4. Verdict is NEEDS MANUAL CHECK (not PASS, because human action is required)
5. Guidance on how to perform manual check is provided
**Assertions:**
- [ ] Verdict is NEEDS MANUAL CHECK (not PASS or FAIL)
- [ ] Visual item is marked with explicit NEEDS MANUAL CHECK tag
- [ ] Guidance for manual verification process is included
- [ ] Logic items are still shown as PASS
---
### Case 4: No Smoke Test Plan — Guidance to run /qa-plan
**Fixture:**
- `production/qa/` directory exists but contains no QA plan file for the
current sprint
- Current sprint is sprint-006
**Input:** `/smoke-check`
**Expected behavior:**
1. Skill looks for QA plan for the current sprint — not found
2. Skill outputs: "No smoke test plan found for sprint-006"

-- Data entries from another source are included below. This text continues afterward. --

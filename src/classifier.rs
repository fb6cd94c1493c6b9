// src/classifier.rs
//
// Boundary to the external image classifier. The classifier itself is an
// opaque capability; this module owns the frame gate in front of it
// (rate limit + busy guard) and normalizes classifier faults to Unknown.

use crate::types::{Frame, LightColor};
use anyhow::Result;
use tracing::{debug, warn};

/// Opaque color classifier. Implementations may run a neural network, read
/// simulator ground truth, or stub a fixed answer in tests.
pub trait LightClassifier {
    fn classify(&mut self, frame: &Frame) -> Result<LightColor>;
}

/// Wraps the classifier behind a frame gate: frames are accepted at most
/// every `min_interval` seconds and never while a classification is in
/// flight. Rejected frames are dropped, not queued; the next frame
/// self-corrects.
pub struct ClassifierAdapter {
    classifier: Box<dyn LightClassifier>,
    min_interval: f64,
    last_accepted_time: Option<f64>,
    busy: bool,
    current_frame: Option<Frame>,
    invocations: u64,
}

impl ClassifierAdapter {
    pub fn new(classifier: Box<dyn LightClassifier>, min_interval: f64) -> Self {
        Self {
            classifier,
            min_interval,
            last_accepted_time: None,
            busy: false,
            current_frame: None,
            invocations: 0,
        }
    }

    /// Admit a frame into the pipeline, or drop it.
    ///
    /// Caps the effective processing rate at 1 / `min_interval` and refuses
    /// frames that arrive while the classifier is still running.
    pub fn accept(&mut self, frame: Frame) -> bool {
        if self.busy {
            debug!("Frame {} dropped: classifier busy", frame.seq);
            return false;
        }
        if let Some(last) = self.last_accepted_time {
            if frame.timestamp <= last + self.min_interval {
                debug!("Frame {} dropped: rate limit", frame.seq);
                return false;
            }
        }

        self.last_accepted_time = Some(frame.timestamp);
        self.current_frame = Some(frame);
        true
    }

    /// Classify the most recently accepted frame.
    ///
    /// Unknown when no frame has ever been accepted, and Unknown on a
    /// classifier fault: the debounce engine must always receive a
    /// well-formed color.
    pub fn classify_current(&mut self) -> LightColor {
        let Some(frame) = self.current_frame.as_ref() else {
            return LightColor::Unknown;
        };

        self.busy = true;
        self.invocations += 1;
        let color = match self.classifier.classify(frame) {
            Ok(color) => color,
            Err(e) => {
                warn!("Classifier failed on frame {}: {e:#}", frame.seq);
                LightColor::Unknown
            }
        };
        self.busy = false;

        color
    }

    pub fn invocations(&self) -> u64 {
        self.invocations
    }
}

/// Stand-in for the real image classifier: a simulated camera embeds the
/// observed color as the first payload byte, and this decodes it.
pub struct SyntheticClassifier;

impl SyntheticClassifier {
    pub fn encode(color: LightColor) -> Vec<u8> {
        let byte = match color {
            LightColor::Red => 0,
            LightColor::Yellow => 1,
            LightColor::Green => 2,
            LightColor::Unknown | LightColor::NoLight => 4,
        };
        vec![byte]
    }
}

impl LightClassifier for SyntheticClassifier {
    fn classify(&mut self, frame: &Frame) -> Result<LightColor> {
        match frame.data.first().copied() {
            Some(0) => Ok(LightColor::Red),
            Some(1) => Ok(LightColor::Yellow),
            Some(2) => Ok(LightColor::Green),
            _ => Ok(LightColor::Unknown),
        }
    }
}

#[cfg(test)]
mod tests {
    use super::*;
    use anyhow::bail;

    struct FixedClassifier(LightColor);

    impl LightClassifier for FixedClassifier {
        fn classify(&mut self, _frame: &Frame) -> Result<LightColor> {
            Ok(self.0)
        }
    }

    struct FailingClassifier;

    impl LightClassifier for FailingClassifier {
        fn classify(&mut self, _frame: &Frame) -> Result<LightColor> {
            bail!("model not loaded")
        }
    }

    fn frame(seq: u64, timestamp: f64) -> Frame {
        Frame {
            seq,
            timestamp,
            data: vec![0],
        }
    }

    #[test]
    fn test_rate_limit_drops_fast_frames() {
        let mut adapter =
            ClassifierAdapter::new(Box::new(FixedClassifier(LightColor::Red)), 0.1);

        assert!(adapter.accept(frame(0, 0.0)));
        // 0.05 s later: under the 0.1 s floor.
        assert!(!adapter.accept(frame(1, 0.05)));
        // Exactly at the floor is still too soon.
        assert!(!adapter.accept(frame(2, 0.1)));
        assert!(adapter.accept(frame(3, 0.11)));
    }

    #[test]
    fn test_first_frame_always_accepted() {
        let mut adapter =
            ClassifierAdapter::new(Box::new(FixedClassifier(LightColor::Green)), 0.1);
        assert!(adapter.accept(frame(0, 123.4)));
    }

    #[test]
    fn test_unknown_before_any_frame() {
        let mut adapter =
            ClassifierAdapter::new(Box::new(FixedClassifier(LightColor::Red)), 0.1);

        assert_eq!(adapter.classify_current(), LightColor::Unknown);
        assert_eq!(adapter.invocations(), 0);
    }

    #[test]
    fn test_classifier_fault_maps_to_unknown() {
        let mut adapter = ClassifierAdapter::new(Box::new(FailingClassifier), 0.1);

        assert!(adapter.accept(frame(0, 0.0)));
        assert_eq!(adapter.classify_current(), LightColor::Unknown);
        assert_eq!(adapter.invocations(), 1);
    }

    #[test]
    fn test_synthetic_classifier_round_trip() {
        let mut classifier = SyntheticClassifier;
        let f = Frame {
            seq: 0,
            timestamp: 0.0,
            data: SyntheticClassifier::encode(LightColor::Yellow),
        };
        assert_eq!(classifier.classify(&f).unwrap(), LightColor::Yellow);
    }

    #[test]
    fn test_empty_payload_classifies_unknown() {
        let mut classifier = SyntheticClassifier;
        let f = Frame {
            seq: 0,
            timestamp: 0.0,
            data: Vec::new(),
        };
        assert_eq!(classifier.classify(&f).unwrap(), LightColor::Unknown);
    }
}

3. Skill suggests running `/qa-plan sprint-006` first
4. No checklist is produced
**Assertions:**
- [ ] Error message names the missing sprint's plan
- [ ] `/qa-plan` is suggested with the correct sprint argument
- [ ] Skill does not produce a checklist with no plan
- [ ] Verdict is not PASS (error state, no checklist evaluated)
---
### Case 5: Director Gate Check — No gate; smoke-check is a QA utility
**Fixture:**
- Valid QA plan with assessable items
**Input:** `/smoke-check`
**Expected behavior:**
1. Skill runs the smoke check and produces a verdict
2. No director agents are spawned
3. No gate IDs appear in output
**Assertions:**
- [ ] No director gate is invoked
- [ ] No write tool is called
- [ ] Verdict is PASS, FAIL, or NEEDS MANUAL CHECK — no gate verdict involved
---
## Protocol Compliance
- [ ] Reads QA plan before evaluating any items
- [ ] Evaluates each item explicitly (no silent skips)
- [ ] Visual/feel items are always flagged NEEDS MANUAL CHECK (not auto-passed)
- [ ] FAIL verdict triggers on first critical failure (not advisory)
- [ ] Verdict is PASS, FAIL, or NEEDS MANUAL CHECK — no other verdicts
---
## Coverage Notes
- The case where the QA plan exists but has no critical path items (all items
are ADVISORY) is not tested; PASS would be returned with a note that no
critical items were checked.
- The distinction between BLOCKING and ADVISORY gate levels from coding-standards.md
is relied upon to determine which items can produce a FAIL.
- Build-specific failures (runtime crashes) that occur during manual testing are
outside the scope of this skill — use `/bug-report` for those.